Covidtopia: Playing With Fire In Connecticut Courts


Finally, something that sounds like reliable information about the COVID-19 pandemic and the courts in Connecticut.

            A client of mine faces federal narcotics charges. His case was set for trial in early December in Hartford. At a pre-trial conference with a federal judge moments ago, his case was continued until July 2021.(An earlier version of this article mistakenly said 2022; thanks to Chris Latronica for calling me out on the error.)  His trial was continued in the interest of justice.

            Why so long?

            It turns out the federal courts have retained an expert immunologist in Massachusetts. (I am not going to put his name in this blog so as to spare him gratuitous phone calls.)

            Based upon his assessment of the risk of trial in a case drawing jurors from Hartford and Windham Counties, it appears that the risk of infection for trial attendees would be anywhere from 18 to 30 percent if 25 or more people were gathered together for any length of time. It takes a jury of 12 plus alternatives, plus lawyers, judge, marshals, witnesses and court staff to hold a criminal trial. Fewer people are necessary in a civil case.  These numbers are stunning: Why no public report of them? 

           That's the good news: apparently things are expected to get worse before they get better.

            Also, while the statewide infection rate hovers around 3 percent of those tested, the infection rate is higher in Hartford County.

            I was relieved to hear solid data, and even more relieved to learn that the federal courts had retained an expert to advise on these excruciatingly difficult decisions.

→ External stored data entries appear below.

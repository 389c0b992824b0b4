//! Public read-only feed API
//!
//! Unauthenticated JSON listing of the feed plus a media proxy that
//! resolves Telegram file ids on demand.

/// HTTP rendering of feed errors
pub mod error;
/// Route handlers
pub mod handlers;

use crate::feed::FeedService;
use crate::media::FileResolver;
use anyhow::Context;
use axum::{routing::get, Router};
use std::sync::Arc;
use tokio::net::TcpListener;
use tokio_util::sync::CancellationToken;
use tower_http::cors::CorsLayer;
use tower_http::trace::TraceLayer;
use tracing::info;

/// State shared across handlers
#[derive(Clone)]
pub struct AppState {
    /// Feed business logic
    pub feed: FeedService,
    /// Media file resolver
    pub resolver: Arc<dyn FileResolver>,
    /// Base URL for media links, without trailing slash
    pub public_base_url: String,
}

/// Build the API router
pub fn router(state: AppState) -> Router {
    Router::new()
        .route("/health", get(handlers::health))
        .route("/news", get(handlers::list_news))
        .route("/media/{file_id}", get(handlers::get_media))
        .layer(CorsLayer::permissive())
        .layer(TraceLayer::new_for_http())
        .with_state(state)
}

/// Bind the API listen address.
///
/// # Errors
///
/// Returns an error if the address is invalid or already in use.
pub async fn bind(addr: &str) -> anyhow::Result<TcpListener> {
    let listener = TcpListener::bind(addr)
        .await
        .with_context(|| format!("binding feed API to {addr}"))?;
    info!("Feed API listening on {}", listener.local_addr()?);
    Ok(listener)
}

/// Serve the API on a bound listener until `shutdown` is cancelled.
///
/// # Errors
///
/// Returns an error if the server fails.
pub async fn serve(
    state: AppState,
    listener: TcpListener,
    shutdown: CancellationToken,
) -> anyhow::Result<()> {
    axum::serve(listener, router(state))
        .with_graceful_shutdown(async move { shutdown.cancelled().await })
        .await?;

    info!("Feed API stopped.");
    Ok(())
}
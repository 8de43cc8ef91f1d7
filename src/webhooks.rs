use rocket::{catchers, figment::Figment, routes, Build, Rocket};

use crate::relay::Relay;

pub mod github;
use github::{
    delete_webhook, get_webhook, github_webhook, options_webhook, patch_webhook, put_webhook,
};

/// Path GitHub deliveries are expected on.
pub const WEBHOOK_PATH: &str = "/webhook";

/// Builds the HTTP server answering GitHub deliveries with the given [`Relay`].
pub fn server(figment: Figment, relay: Relay) -> Rocket<Build> {
    rocket::custom(figment)
        .mount(
            "/",
            routes![
                github_webhook,
                get_webhook,
                put_webhook,
                patch_webhook,
                delete_webhook,
                options_webhook
            ],
        )
        .register("/", catchers![bad_request, not_found, payload_too_large])
        .manage(relay)
}

#[rocket::catch(400)]
fn bad_request() -> &'static str {
    "Couldn't decode payload"
}

#[rocket::catch(404)]
fn not_found() -> &'static str {
    "Not found"
}

#[rocket::catch(413)]
fn payload_too_large() -> &'static str {
    "Payload too large"
}
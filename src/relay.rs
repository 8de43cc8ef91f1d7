use std::sync::Arc;

use tracing::{debug, info, trace, warn};

use crate::{
    config::RelayConfig,
    discord::{DiscordClient, Notifier, SendError},
    webhooks::github::PullRequestEvent,
};

mod github;
use github::{embed, terminal_notice, PrAction};

pub(crate) mod utils;
use utils::shorten_content;

/// Process-wide state shared by every request. Built once at startup and never mutated.
pub struct Relay {
    notifier: Option<Arc<dyn Notifier>>,
}

impl Relay {
    pub fn new(notifier: Option<Arc<dyn Notifier>>) -> Self {
        Self { notifier }
    }

    /// Builds a [`Relay`] forwarding to Discord if the configuration has a webhook URL.
    pub fn from_config(config: &RelayConfig) -> Self {
        let notifier = config
            .discord
            .clone()
            .map(|discord| Arc::new(DiscordClient::new(discord)) as Arc<dyn Notifier>);

        if notifier.is_none() {
            warn!(
                "no Discord webhook URL configured, notifications will only show up in the terminal"
            );
        }

        Self::new(notifier)
    }

    pub fn is_forwarding(&self) -> bool {
        self.notifier.is_some()
    }

    /// Announces the event in the terminal and forwards it, if its action is worth it.
    ///
    /// Only a failed forward is reported as an error, a missing destination is just a warning.
    pub async fn handle_pull_request(&self, event: PullRequestEvent) -> Result<(), SendError> {
        let action = match PrAction::from_action(&event.action) {
            Some(action) => action,
            None => {
                trace!("action `{}` didn't need to be announced", event.action);
                return Ok(());
            }
        };

        info!("{}", terminal_notice(&event));
        if let Some(body) = event.pull_request.body.as_deref().filter(|b| !b.is_empty()) {
            debug!("PR #{} description: {}", event.number, shorten_content(body));
        }

        let notifier = match &self.notifier {
            Some(notifier) => notifier,
            None => {
                warn!(
                    "not forwarding PR #{} to Discord: no webhook URL configured",
                    event.number
                );
                return Ok(());
            }
        };

        notifier.send(embed(action, &event)).await?;
        info!("notification for PR #{} sent to Discord", event.number);

        Ok(())
    }
}
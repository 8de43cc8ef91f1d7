use std::fmt::Display;

use serde::{Deserialize, Deserializer};

// GitHub sends a lot more than this, only the fields needed for notifications are decoded. Every
// level defaults so that a partial payload still goes through, and `null` counts as missing.

fn null_as_default<'de, D, T>(deserializer: D) -> Result<T, D::Error>
where
    D: Deserializer<'de>,
    T: Default + Deserialize<'de>,
{
    Ok(Option::<T>::deserialize(deserializer)?.unwrap_or_default())
}

#[derive(Debug, Default, Deserialize)]
#[serde(default)]
pub struct PullRequestEvent {
    #[serde(deserialize_with = "null_as_default")]
    pub action: String,
    #[serde(deserialize_with = "null_as_default")]
    pub number: i64,
    #[serde(deserialize_with = "null_as_default")]
    pub pull_request: PullRequest,
    #[serde(deserialize_with = "null_as_default")]
    pub repository: Repository,
}

#[derive(Debug, Default, Deserialize)]
#[serde(default)]
pub struct PullRequest {
    #[serde(deserialize_with = "null_as_default")]
    pub title: String,
    #[serde(deserialize_with = "null_as_default")]
    pub html_url: String,
    #[serde(deserialize_with = "null_as_default")]
    pub user: GitHubUser,
    // `null` when the PR has no description
    pub body: Option<String>,
}

impl Display for PullRequest {
    fn fmt(&self, f: &mut std::fmt::Formatter<'_>) -> std::fmt::Result {
        write!(f, "{} by {}", self.title, self.user.login)
    }
}

#[derive(Debug, Default, Deserialize)]
#[serde(default)]
pub struct GitHubUser {
    #[serde(deserialize_with = "null_as_default")]
    pub login: String,
}

#[derive(Debug, Default, Deserialize)]
#[serde(default)]
pub struct Repository {
    #[serde(deserialize_with = "null_as_default")]
    pub full_name: String,
}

            Also of interest is a factor of which I was not previously aware.

            Last month, a civil jury trial took place in Bridgeport, Connecticut. I reported that only two of the 34 jurors questioned raised serious about COVID-exposure, a number that struck me as implausibly low.

            It was not only implausible. It turns out it was misleading.

            Jurors were given the option to opt out of jury service and avoid questioning altogether if they had serious reservations about the pandemic. Those making such an election were never questioned. Hence, the two who ultimately raised questions about it during questioning were part of a larger subset of folks excused from service. I did not learn how many jurors had opted out before questioning.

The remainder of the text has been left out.